Solving A Nice Differential Equation

To "cheese" through this without any substitution: after multiplying by x you get xy'=y+x², now *differentiate* this to get (xy')'=y'+xy''=y'+2x, so xy''=2x and since x≠0 you get y''=2. Integrate twice, get y=x²+ax+b, substitute back to see that b=0, so finally y=x²+ax

randomjin

Another method:
The given equation is:

f'(x) = f(x)/x + x (1)
Multiply by x:

xf'(x) - f(x) = x^2 (2)
A well known differentiation formula is:

(f(x)/x)' = (xf'(x) - f(x)) / x^2
Therefore from eq. (2) we get:

(f(x)/x)' = 1
Therefore,

f(x)/x = x + C
Or:

f(x) = x^2 + Cx

shmuelzehavi

I think it would be easier to solve (xy'-y)/x^2 = 1, x is not equal to 0
(y/x)' = 1
y/x = x + C
y = x^2 + Cx

sergeykhramov

You could also use the integrating factor, which is perfect for the case y' + P(x)y = Q(x), which is what you have. This would also give that the constant term is 0 right away

gniedu

We can try this simple :( xy'-y)/x^2=1
So
Then d(y/x)=dx
Then int{d(y/x)}=int(dx)
Then y/x=x+c
Then y=x^2+cx

kaveemmeer

It’s easier to differentiate on both sides:
=> f”(x)= [f’(x)/x - f(x)/x^2] + 1
=>f”(x) = 1/x * [f’(x) - f(x)/x] + 1
From the original equation [f’(x) - f(x)/x]=x
Thus we get
f”(x)=2
=> f’(x)=2x + b
=> f(x)=x^2 + bx + c
Using this result in the original equation we get c=0, b any number
=> f(x)= x^2 + bx

antonyqueen

Observe that the differential equation can be rewritten in the form of a first order Linear Differential equation and from there we can find the integrating factor and solve for y at the end. By the way I have used the method of Undetermined coefficients however it was used usually when we have a differential equation with Constant coefficients and not with variable coefficients like in this case. But good to know it can be used in both cases.

moeberry

another method: you can simply divide both sides by x so it becomes
y'/x=y/x²+1
=> y'/x-y/x²=1
notice that we can re-write it as
(y/x)'=1
then it becomes y/x=x+k
multiply both sides by x then you get the result y=x²+kx

tmsniper

Nice video, I used the integrating factor method to solve this directly. Good stuff!

johnchristian

I really like how you show multiple approaches to getting a solution

danielbranscombe

just divide by x in the beginning y'/x-y/x^2=1 > (y/x)'=1 done!

amirb

First order linear
For particular solution it is better to choose
y = k(x)x because it works for all non-homogeneous first order linear
and also can be generalized do higher orders and also for systems of equations

holyshit

Ans.
Solution of the given linear differential eqn. is
f(x) = x^2 + c*x
where c is constant.

jayantsingh

After multiply each side by 1/x, a bit of work gives
d/dx ( f(x)/x) = 1
or f(x) = x( x + a)
Here a being a constant of indefinite integration
This represents a parabola

satrajitghosh

I might be wrong or stupid, but I think this equation is easily solved via integrating factor

prexvfn

That's great thank you teacher it was my today's maths lesson.

cavendishcavendish

Nice problem again, thanks a lot.

I wonder if we can not avoid the variation of constant method in this case, though this is very powerful, didactic and general method, good to show here.

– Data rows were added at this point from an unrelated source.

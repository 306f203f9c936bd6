//! Builds the FBX node tree for a single mesh.
//!
//! The document holds one `Geometry` object carrying the mesh buffers, one
//! `Model` node of class `Mesh`, and the connections that parent the model
//! under the scene root and attach the geometry to it.

use crate::mesh::{LayerElement, MappingMode, MeshBuffer, ReferenceMode};

use super::types::{FBX_VERSION, FbxDocument, FbxNode, FbxProperty};

/// Object id of the implicit scene root.
const ROOT_ID: i64 = 0;
/// First id handed out to exported objects.
const FIRST_OBJECT_ID: i64 = 1_000_000;

// ---------------------------------------------------------------------------
// Export context
// ---------------------------------------------------------------------------

pub(super) struct ExportContext {
    creator: String,
    next_id: i64,
    objects: Vec<FbxNode>,
    // (child, parent) object-object connections
    connections: Vec<(i64, i64)>,
    model_count: i32,
    geometry_count: i32,
}

impl ExportContext {
    pub(super) fn new(creator: impl Into<String>) -> Self {
        Self {
            creator: creator.into(),
            next_id: FIRST_OBJECT_ID,
            objects: Vec::new(),
            connections: Vec::new(),
            model_count: 0,
            geometry_count: 0,
        }
    }

    fn allocate_id(&mut self) -> i64 {
        let id = self.next_id;
        self.next_id += 1;
        id
    }

    // -- Step 1: Objects -----------------------------------------------------

    pub(super) fn add_mesh(&mut self, mesh: &MeshBuffer) {
        let model_id = self.allocate_id();
        let geometry_id = self.allocate_id();

        self.objects.push(build_geometry(geometry_id, mesh));
        self.objects.push(build_model(model_id, &mesh.name));
        self.connections.push((model_id, ROOT_ID));
        self.connections.push((geometry_id, model_id));
        self.model_count += 1;
        self.geometry_count += 1;

        log::debug!(
            "fbx: mesh '{}' as model {model_id}, geometry {geometry_id}",
            mesh.name
        );
    }

    // -- Step 2: Document assembly -------------------------------------------

    pub(super) fn finish(self) -> FbxDocument {
        let nodes = vec![
            self.header_extension(),
            global_settings(),
            documents(),
            FbxNode::new("References"),
            self.definitions(),
            FbxNode {
                name: "Objects".into(),
                properties: Vec::new(),
                children: self.objects,
            },
            connections(&self.connections),
        ];

        FbxDocument {
            version: FBX_VERSION,
            nodes,
        }
    }

    fn header_extension(&self) -> FbxNode {
        FbxNode::new("FBXHeaderExtension")
            .with_value("FBXHeaderVersion", 1003)
            .with_value("FBXVersion", FBX_VERSION as i32)
            .with_value("Creator", self.creator.as_str())
    }

    fn definitions(&self) -> FbxNode {
        let object_type = |name: &str, count: i32| {
            FbxNode::new("ObjectType")
                .with(name)
                .with_value("Count", count)
        };
        FbxNode::new("Definitions")
            .with_value("Version", 100)
            .with_value("Count", 1 + self.model_count + self.geometry_count)
            .with_child(object_type("GlobalSettings", 1))
            .with_child(object_type("Model", self.model_count))
            .with_child(object_type("Geometry", self.geometry_count))
    }
}

// ---------------------------------------------------------------------------
// Fixed sections
// ---------------------------------------------------------------------------

/// A `P:` entry inside a `Properties70` block.
fn p(name: &str, type_name: &str, label: &str, value: impl Into<FbxProperty>) -> FbxNode {
    FbxNode::new("P")
        .with(name)
        .with(type_name)
        .with(label)
        .with("")
        .with(value)
}

/// Y-up, right-handed, centimetre units.
fn global_settings() -> FbxNode {
    let properties = FbxNode::new("Properties70")
        .with_child(p("UpAxis", "int", "Integer", 1))
        .with_child(p("UpAxisSign", "int", "Integer", 1))
        .with_child(p("FrontAxis", "int", "Integer", 2))
        .with_child(p("FrontAxisSign", "int", "Integer", 1))
        .with_child(p("CoordAxis", "int", "Integer", 0))
        .with_child(p("CoordAxisSign", "int", "Integer", 1))
        .with_child(p("UnitScaleFactor", "double", "Number", 1.0));

    FbxNode::new("GlobalSettings")
        .with_value("Version", 1000)
        .with_child(properties)
}

fn documents() -> FbxNode {
    let document = FbxNode::new("Document")
        .with(FIRST_OBJECT_ID - 1)
        .with("Scene")
        .with("Scene")
        .with_value("RootNode", ROOT_ID);

    FbxNode::new("Documents")
        .with_value("Count", 1)
        .with_child(document)
}

fn connections(links: &[(i64, i64)]) -> FbxNode {
    links.iter().fold(FbxNode::new("Connections"), |node, &(child, parent)| {
        node.with_child(FbxNode::new("C").with("OO").with(child).with(parent))
    })
}

// ---------------------------------------------------------------------------
// Objects
// ---------------------------------------------------------------------------

fn build_model(id: i64, name: &str) -> FbxNode {
    FbxNode::new("Model")
        .with(id)
        .with(FbxProperty::object_name("Model", name))
        .with("Mesh")
        .with_value("Version", 232)
        .with_child(
            FbxNode::new("Properties70").with_child(p(
                "DefaultAttributeIndex",
                "int",
                "Integer",
                0,
            )),
        )
        .with_value("Shading", true)
        .with_value("Culling", "CullingOff")
}

fn build_geometry(id: i64, mesh: &MeshBuffer) -> FbxNode {
    let mut geometry = FbxNode::new("Geometry")
        .with(id)
        .with(FbxProperty::object_name("Geometry", mesh.name.as_str()))
        .with("Mesh")
        .with_value("Vertices", flatten(&mesh.control_points))
        .with_value("PolygonVertexIndex", polygon_vertex_index(&mesh.triangles))
        .with_value("GeometryVersion", 124);

    // Layer 0 collects every non-UV element plus the first UV set; each
    // further UV set gets its own layer.
    let mut base_layer = layer(0);
    let mut extra_layers = Vec::new();

    if let Some(normals) = &mesh.normals {
        geometry = geometry.with_child(
            element_header("LayerElementNormal", 0, 102, normals)
                .with_value("Normals", flatten(&normals.direct)),
        );
        base_layer.children.push(layer_entry("LayerElementNormal", 0));
    }

    if let Some(tangents) = &mesh.tangents {
        let xyz: Vec<f64> = tangents
            .direct
            .iter()
            .flat_map(|t| [t[0], t[1], t[2]])
            .collect();
        let w: Vec<f64> = tangents.direct.iter().map(|t| t[3]).collect();
        geometry = geometry.with_child(
            element_header("LayerElementTangent", 0, 102, tangents)
                .with_value("Tangents", xyz)
                .with_value("TangentsW", w),
        );
        base_layer.children.push(layer_entry("LayerElementTangent", 0));
    }

    if let Some(colors) = &mesh.colors {
        let mut element = element_header("LayerElementColor", 0, 101, colors)
            .with_value("Colors", flatten(&colors.direct));
        if colors.reference == ReferenceMode::IndexToDirect {
            element = element.with_value("ColorIndex", indices(&colors.index));
        }
        geometry = geometry.with_child(element);
        base_layer.children.push(layer_entry("LayerElementColor", 0));
    }

    for (ordinal, uv) in mesh.uv_channels.iter().enumerate() {
        let ordinal = ordinal as i32;
        let mut element = element_header("LayerElementUV", ordinal, 101, &uv.element)
            .with_value("UV", flatten(&uv.element.direct));
        if uv.element.reference == ReferenceMode::IndexToDirect {
            element = element.with_value("UVIndex", indices(&uv.element.index));
        }
        geometry = geometry.with_child(element);

        let entry = layer_entry("LayerElementUV", ordinal);
        if ordinal == 0 {
            base_layer.children.push(entry);
        } else {
            extra_layers.push(layer(ordinal).with_child(entry));
        }
    }

    if base_layer.child("LayerElement").is_some() {
        geometry.children.push(base_layer);
    }
    geometry.children.extend(extra_layers);
    geometry
}

fn element_header<T>(kind: &str, ordinal: i32, version: i32, element: &LayerElement<T>) -> FbxNode {
    FbxNode::new(kind)
        .with(ordinal)
        .with_value("Version", version)
        .with_value("Name", element.name.as_str())
        .with_value("MappingInformationType", mapping_name(element.mapping))
        .with_value("ReferenceInformationType", reference_name(element.reference))
}

fn layer(ordinal: i32) -> FbxNode {
    FbxNode::new("Layer").with(ordinal).with_value("Version", 100)
}

fn layer_entry(kind: &str, typed_index: i32) -> FbxNode {
    FbxNode::new("LayerElement")
        .with_value("Type", kind)
        .with_value("TypedIndex", typed_index)
}

// ---------------------------------------------------------------------------
// Helper functions
// ---------------------------------------------------------------------------

fn mapping_name(mapping: MappingMode) -> &'static str {
    match mapping {
        MappingMode::ByControlPoint => "ByVertice",
        MappingMode::ByPolygonVertex => "ByPolygonVertex",
    }
}

fn reference_name(reference: ReferenceMode) -> &'static str {
    match reference {
        ReferenceMode::Direct => "Direct",
        ReferenceMode::IndexToDirect => "IndexToDirect",
    }
}

fn flatten<const N: usize>(values: &[[f64; N]]) -> Vec<f64> {
    values.iter().flatten().copied().collect()
}

fn indices(values: &[u32]) -> Vec<i32> {
    values.iter().map(|&i| i as i32).collect()
}

/// Polygon vertex indices with each polygon's last index stored as `!index`.
pub(super) fn polygon_vertex_index(triangles: &[[u32; 3]]) -> Vec<i32> {
    triangles
        .iter()
        .flat_map(|&[a, b, c]| [a as i32, b as i32, !(c as i32)])
        .collect()
}

#[cfg(test)]
mod tests {
    use super::*;
    use crate::mesh::{UvChannel, build_triangles};

    fn quad_mesh() -> MeshBuffer {
        let mut mesh = MeshBuffer::new("quad");
        mesh.control_points = vec![
            [0.0, 0.0, 0.0],
            [1.0, 0.0, 0.0],
            [1.0, 1.0, 0.0],
            [0.0, 0.0, 0.0],
            [1.0, 1.0, 0.0],
            [0.0, 1.0, 0.0],
        ];
        mesh.triangles = build_triangles(6).unwrap().triangles;
        mesh
    }

    fn build(mesh: &MeshBuffer) -> FbxDocument {
        let mut ctx = ExportContext::new("test");
        ctx.add_mesh(mesh);
        ctx.finish()
    }

    fn geometry(doc: &FbxDocument) -> &FbxNode {
        doc.node("Objects").unwrap().child("Geometry").unwrap()
    }

    #[test]
    fn test_polygon_vertex_index_encoding() {
        assert_eq!(
            polygon_vertex_index(&[[0, 1, 2], [3, 4, 5]]),
            vec![0, 1, -3, 3, 4, -6]
        );
    }

    #[test]
    fn test_top_level_sections() {
        let doc = build(&quad_mesh());
        let names: Vec<&str> = doc.nodes.iter().map(|n| n.name.as_str()).collect();
        assert_eq!(
            names,
            vec![
                "FBXHeaderExtension",
                "GlobalSettings",
                "Documents",
                "References",
                "Definitions",
                "Objects",
                "Connections",
            ]
        );
        assert_eq!(doc.version, FBX_VERSION);
    }

    #[test]
    fn test_geometry_without_layers() {
        let doc = build(&quad_mesh());
        let geometry = geometry(&doc);

        assert_eq!(
            geometry.properties[1],
            FbxProperty::object_name("Geometry", "quad")
        );
        let vertices = geometry.child("Vertices").unwrap();
        assert!(matches!(&vertices.properties[0], FbxProperty::F64Array(v) if v.len() == 18));
        assert!(geometry.child("Layer").is_none());
    }

    #[test]
    fn test_connections_link_model_and_geometry() {
        let doc = build(&quad_mesh());
        let objects = doc.node("Objects").unwrap();
        let model_id = objects.child("Model").unwrap().properties[0].clone();
        let geometry_id = objects.child("Geometry").unwrap().properties[0].clone();

        let links: Vec<&FbxNode> = doc.node("Connections").unwrap().children_named("C").collect();
        assert_eq!(links.len(), 2);
        assert_eq!(links[0].properties[1], model_id);
        assert_eq!(links[0].properties[2], FbxProperty::I64(ROOT_ID));
        assert_eq!(links[1].properties[1], geometry_id);
        assert_eq!(links[1].properties[2], model_id);
    }

    #[test]
    fn test_layers_for_all_elements() {
        let mut mesh = quad_mesh();
        let n = mesh.vertex_count();
        mesh.set_normals(LayerElement::by_control_point(vec![[0.0, 0.0, 1.0]; n]));
        mesh.tangents = Some(LayerElement::by_control_point(vec![[1.0, 0.0, 0.0, 1.0]; n]));
        mesh.colors = Some(LayerElement::by_control_point(vec![[1.0, 0.5, 0.25, 1.0]; n]));
        for channel in 0..2 {
            mesh.add_uv_channel(UvChannel {
                channel,
                element: LayerElement::by_polygon_vertex_identity(
                    format!("uv{channel}"),
                    vec![[0.5, 0.5]; n],
                ),
            });
        }

        let doc = build(&mesh);
        let geometry = geometry(&doc);

        let uvs: Vec<&FbxNode> = geometry.children_named("LayerElementUV").collect();
        assert_eq!(uvs.len(), 2);
        assert_eq!(
            uvs[1].child("Name").unwrap().properties[0],
            FbxProperty::String("uv1".into())
        );
        assert_eq!(
            uvs[0].child("MappingInformationType").unwrap().properties[0],
            FbxProperty::String("ByPolygonVertex".into())
        );
        assert!(uvs[0].child("UVIndex").is_some());

        let tangent = geometry.child("LayerElementTangent").unwrap();
        assert!(
            matches!(&tangent.child("TangentsW").unwrap().properties[0], FbxProperty::F64Array(w) if w.iter().all(|&v| v == 1.0))
        );

        let layers: Vec<&FbxNode> = geometry.children_named("Layer").collect();
        assert_eq!(layers.len(), 2);
        assert_eq!(layers[0].children_named("LayerElement").count(), 4);
        assert_eq!(layers[1].children_named("LayerElement").count(), 1);
    }
}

Very close to the 2nd method it seems we can guess and check ``oh oh y / x here, what about substituting:
z = y / x
here´´, obtaining
z' = y' / x - y / x^2
and since y' = y / x + x
z' = (y / x + x) / x - y / x^2 = 1
so that up to a constant c
z = x + c
yielding
y = x^2 + c x
for any c, easily verifying that it verifies the original equation.

Thank you for all these.

thierryvieville

Since I never took differential equations can you show what y h thing looks like

wristdisabledwriter

It can be solved in one line : (f(x)/x)' =1 !!

Youtuber

I tried this approach
y'=y/x+x
Deriving both sides
y''=(xy'-y)/x^2+1
And substituting y' with the original equation
y''=((y/x+x)x-y)/x^2+1
y''=((y+x^2-y))/x^2+1
y"=2
So
y'=2x+A
y=x^2+Ax+B
And substituting in the original equation you find that B=0
2x+A=2x+A+B/x
So y=x^2+Ax

Thanks again for your nice questions and comments.

jmart